Rob Cowen with Dan Richards for The North Roads
Monday 28th April
Topping & Company Booksellers of Edinburgh, 2 Blenheim Place, Edinburgh EH7 5JH
7pm
7.30pm
"A haunting exploration of time, place and memory along the road to London-Edinburgh highway. Radical. Beautiful. Brilliant." ~ Robert Macfarlane
Rob Cowen is an award-winning writer and author, hailed as one of the UK's most original voices on nature, place and people. His first book, Skimming Stones, won the Roger Deakin Award from the Society of Authors. His second book, Common Ground was shortlisted for the Portico, Richard Jefferies Society and Wainwright Prizes and voted one of the nation's favourite nature books of all time in a BBC poll. His follow-up, The Heeding, was the best-selling debut book of poetry in 2021.
Rob joins us to celebrate the publication of The North Road.
At the heart of this book is a highway. The A1; The Great North Road. A 400-mile multiplicity of ancient trackway, Roman road, pilgrim path, coach route and motorway that has run like a backbone through Britain for the last 2,000 years.
In this genre-defying and profoundly personal book, Cowen follows this ghost road from beginning to end on a journey through history, place, people and time. Weaving his own histories and memories with the layered landscapes he moves through, this is the story of an age, of coming to terms with time past and time passing, and the roads that lead us to where we find ourselves.
Written in kaleidoscopic prose, The North Road is an unforgettable exploration of Britain's great highway.
Rob will be interviewed by Dan Richards, the co-author of Holloway (with Robert Macfarlane and Stanley Donwood), and the author of Climbing Days and Outpost. Dan's new book is Overnight in which, through a series of personal journeys Dan explores what the night means to a fascinating array of people, taking us from night terrors to the glow of watching the dawn break on the summer solstice. Overnight will change the way you think about the hours after dark.
There is something special about the night. For many, just the idea of it conjures thoughts of starlit skies, romance, refuge, of being tucked up in bed. For some, the night means fear, vulnerability, danger, sleeplessness. At night things go bump, monsters hide under beds, owls take wing and foxes prowl. For others still, nightfall signals the start of work.

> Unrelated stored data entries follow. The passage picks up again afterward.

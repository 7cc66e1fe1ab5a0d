//! Evaluation metrics for node classification.
//!
//! Evaluators consume a full (logits, targets) pair for one split in one
//! call. Scores like F1 are not separable across batches, so the flows
//! concatenate per-batch outputs first and invoke the evaluator exactly once
//! per split per evaluation.

use std::collections::HashMap;

use ndarray::{Array2, Axis};

#[cfg(feature = "parallel")]
use rayon::prelude::*;

use crate::errors::HgnnError;

/// Metric name -> value, e.g. `{"macro_f1": 0.91, "micro_f1": 0.93}`.
pub type MetricSet = HashMap<String, f32>;

pub trait Evaluator {
    fn name(&self) -> &'static str;

    fn evaluate(&self, logits: &Array2<f32>, targets: &[usize]) -> Result<MetricSet, HgnnError>;
}

/// Predicted class per row.
pub fn argmax_rows(logits: &Array2<f32>) -> Vec<usize> {
    logits
        .axis_iter(Axis(0))
        .map(|row| {
            let mut best = 0;
            let mut best_value = f32::NEG_INFINITY;
            for (j, &value) in row.iter().enumerate() {
                if value > best_value {
                    best = j;
                    best_value = value;
                }
            }
            best
        })
        .collect()
}

/// Render a metric set with deterministic key order, for log lines.
pub fn render_metrics(metrics: &MetricSet) -> String {
    let mut keys: Vec<&str> = metrics.keys().map(String::as_str).collect();
    keys.sort_unstable();
    let parts: Vec<String> = keys
        .iter()
        .map(|k| format!("{k}: {:.4}", metrics[*k]))
        .collect();
    parts.join(", ")
}

fn check_inputs(logits: &Array2<f32>, targets: &[usize]) -> Result<(), HgnnError> {
    if logits.nrows() == 0 {
        return Err(HgnnError::EvaluationError(
            "cannot evaluate an empty prediction set".to_string(),
        ));
    }
    if logits.nrows() != targets.len() {
        return Err(HgnnError::DimensionMismatch(format!(
            "{} prediction rows vs {} targets",
            logits.nrows(),
            targets.len()
        )));
    }
    Ok(())
}

/// Macro- and micro-averaged F1 over the argmax predictions.
#[derive(Debug, Clone, Copy)]
pub struct F1Evaluator {
    num_classes: usize,
}

impl F1Evaluator {
    pub fn new(num_classes: usize) -> Self {
        Self { num_classes }
    }
}

impl Evaluator for F1Evaluator {
    fn name(&self) -> &'static str {
        "f1"
    }

    fn evaluate(&self, logits: &Array2<f32>, targets: &[usize]) -> Result<MetricSet, HgnnError> {
        check_inputs(logits, targets)?;
        let predicted = argmax_rows(logits);

        let count_class = |class: usize| -> (usize, usize, usize) {
            let mut tp = 0;
            let mut fp = 0;
            let mut fn_ = 0;
            for (&pred, &truth) in predicted.iter().zip(targets) {
                match (pred == class, truth == class) {
                    (true, true) => tp += 1,
                    (true, false) => fp += 1,
                    (false, true) => fn_ += 1,
                    (false, false) => {}
                }
            }
            (tp, fp, fn_)
        };

        #[cfg(feature = "parallel")]
        let counts: Vec<(usize, usize, usize)> =
            (0..self.num_classes).into_par_iter().map(count_class).collect();
        #[cfg(not(feature = "parallel"))]
        let counts: Vec<(usize, usize, usize)> =
            (0..self.num_classes).map(count_class).collect();

        let mut macro_sum = 0.0f32;
        let (mut tp_total, mut fp_total, mut fn_total) = (0usize, 0usize, 0usize);
        for &(tp, fp, fn_) in &counts {
            let denom = 2 * tp + fp + fn_;
            // classes absent from both predictions and targets contribute 0
            if denom > 0 {
                macro_sum += 2.0 * tp as f32 / denom as f32;
            }
            tp_total += tp;
            fp_total += fp;
            fn_total += fn_;
        }
        let micro_denom = 2 * tp_total + fp_total + fn_total;
        let micro = if micro_denom > 0 {
            2.0 * tp_total as f32 / micro_denom as f32
        } else {
            0.0
        };

        let mut metrics = MetricSet::new();
        metrics.insert("macro_f1".to_string(), macro_sum / self.num_classes as f32);
        metrics.insert("micro_f1".to_string(), micro);
        Ok(metrics)
    }
}

/// Plain accuracy over the argmax predictions.
#[derive(Debug, Clone, Copy, Default)]
pub struct AccuracyEvaluator;

impl Evaluator for AccuracyEvaluator {
    fn name(&self) -> &'static str {
        "accuracy"
    }

    fn evaluate(&self, logits: &Array2<f32>, targets: &[usize]) -> Result<MetricSet, HgnnError> {
        check_inputs(logits, targets)?;
        let predicted = argmax_rows(logits);
        let correct = predicted
            .iter()
            .zip(targets)
            .filter(|(pred, truth)| pred == truth)
            .count();
        let mut metrics = MetricSet::new();
        metrics.insert(
            "accuracy".to_string(),
            correct as f32 / targets.len() as f32,
        );
        Ok(metrics)
    }
}

#[cfg(test)]
mod tests {
    use super::*;
    use ndarray::array;

    fn logits_for(predictions: &[usize], num_classes: usize) -> Array2<f32> {
        let mut logits = Array2::<f32>::zeros((predictions.len(), num_classes));
        for (i, &p) in predictions.iter().enumerate() {
            logits[[i, p]] = 1.0;
        }
        logits
    }

    #[test]
    fn perfect_predictions_score_one() {
        let targets = [0usize, 1, 2, 1];
        let logits = logits_for(&targets, 3);
        let scores = F1Evaluator::new(3).evaluate(&logits, &targets).unwrap();
        assert!((scores["macro_f1"] - 1.0).abs() < 1e-6);
        assert!((scores["micro_f1"] - 1.0).abs() < 1e-6);
    }

    #[test]
    fn known_confusion_matrix() {
        // predictions: [0, 0, 1, 1], targets: [0, 1, 1, 0]
        // class 0: tp=1 fp=1 fn=1 -> f1 = 0.5; class 1 likewise
        let logits = logits_for(&[0, 0, 1, 1], 2);
        let targets = [0usize, 1, 1, 0];
        let scores = F1Evaluator::new(2).evaluate(&logits, &targets).unwrap();
        assert!((scores["macro_f1"] - 0.5).abs() < 1e-6);
        assert!((scores["micro_f1"] - 0.5).abs() < 1e-6);
    }

    #[test]
    fn single_class_input_is_not_an_error() {
        let logits = logits_for(&[1, 1, 1], 3);
        let targets = [1usize, 1, 1];
        let scores = F1Evaluator::new(3).evaluate(&logits, &targets).unwrap();
        // only one of three classes has any support
        assert!((scores["macro_f1"] - 1.0 / 3.0).abs() < 1e-6);
        assert!((scores["micro_f1"] - 1.0).abs() < 1e-6);
    }

    #[test]
    fn empty_input_is_an_error() {
        let logits = Array2::<f32>::zeros((0, 2));
        assert!(F1Evaluator::new(2).evaluate(&logits, &[]).is_err());
        assert!(AccuracyEvaluator.evaluate(&logits, &[]).is_err());
    }

    #[test]
    fn accuracy_counts_matches() {
        let logits = array![[0.9, 0.1], [0.2, 0.8], [0.6, 0.4]];
        let scores = AccuracyEvaluator.evaluate(&logits, &[0, 1, 1]).unwrap();
        assert!((scores["accuracy"] - 2.0 / 3.0).abs() < 1e-6);
    }

    #[test]
    fn rendering_is_deterministic() {
        let mut metrics = MetricSet::new();
        metrics.insert("micro_f1".to_string(), 0.75);
        metrics.insert("macro_f1".to_string(), 0.5);
        assert_eq!(render_metrics(&metrics), "macro_f1: 0.5000, micro_f1: 0.7500");
    }
}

Overnight is a celebration of all things nocturnal, of those who labour while the rest of us sleep: the bakers, health workers, sailors, couriers, broadcasters, drivers, fishers, the emergency services and more. And it is also a hymn to nighttime wildlife, dreams and art. We'll hang out with bats and look at the stars. We'll learn what Moomintroll has to teach us. We'll travel by ship, train, racing car and foot. There will be more than one surprise along the way.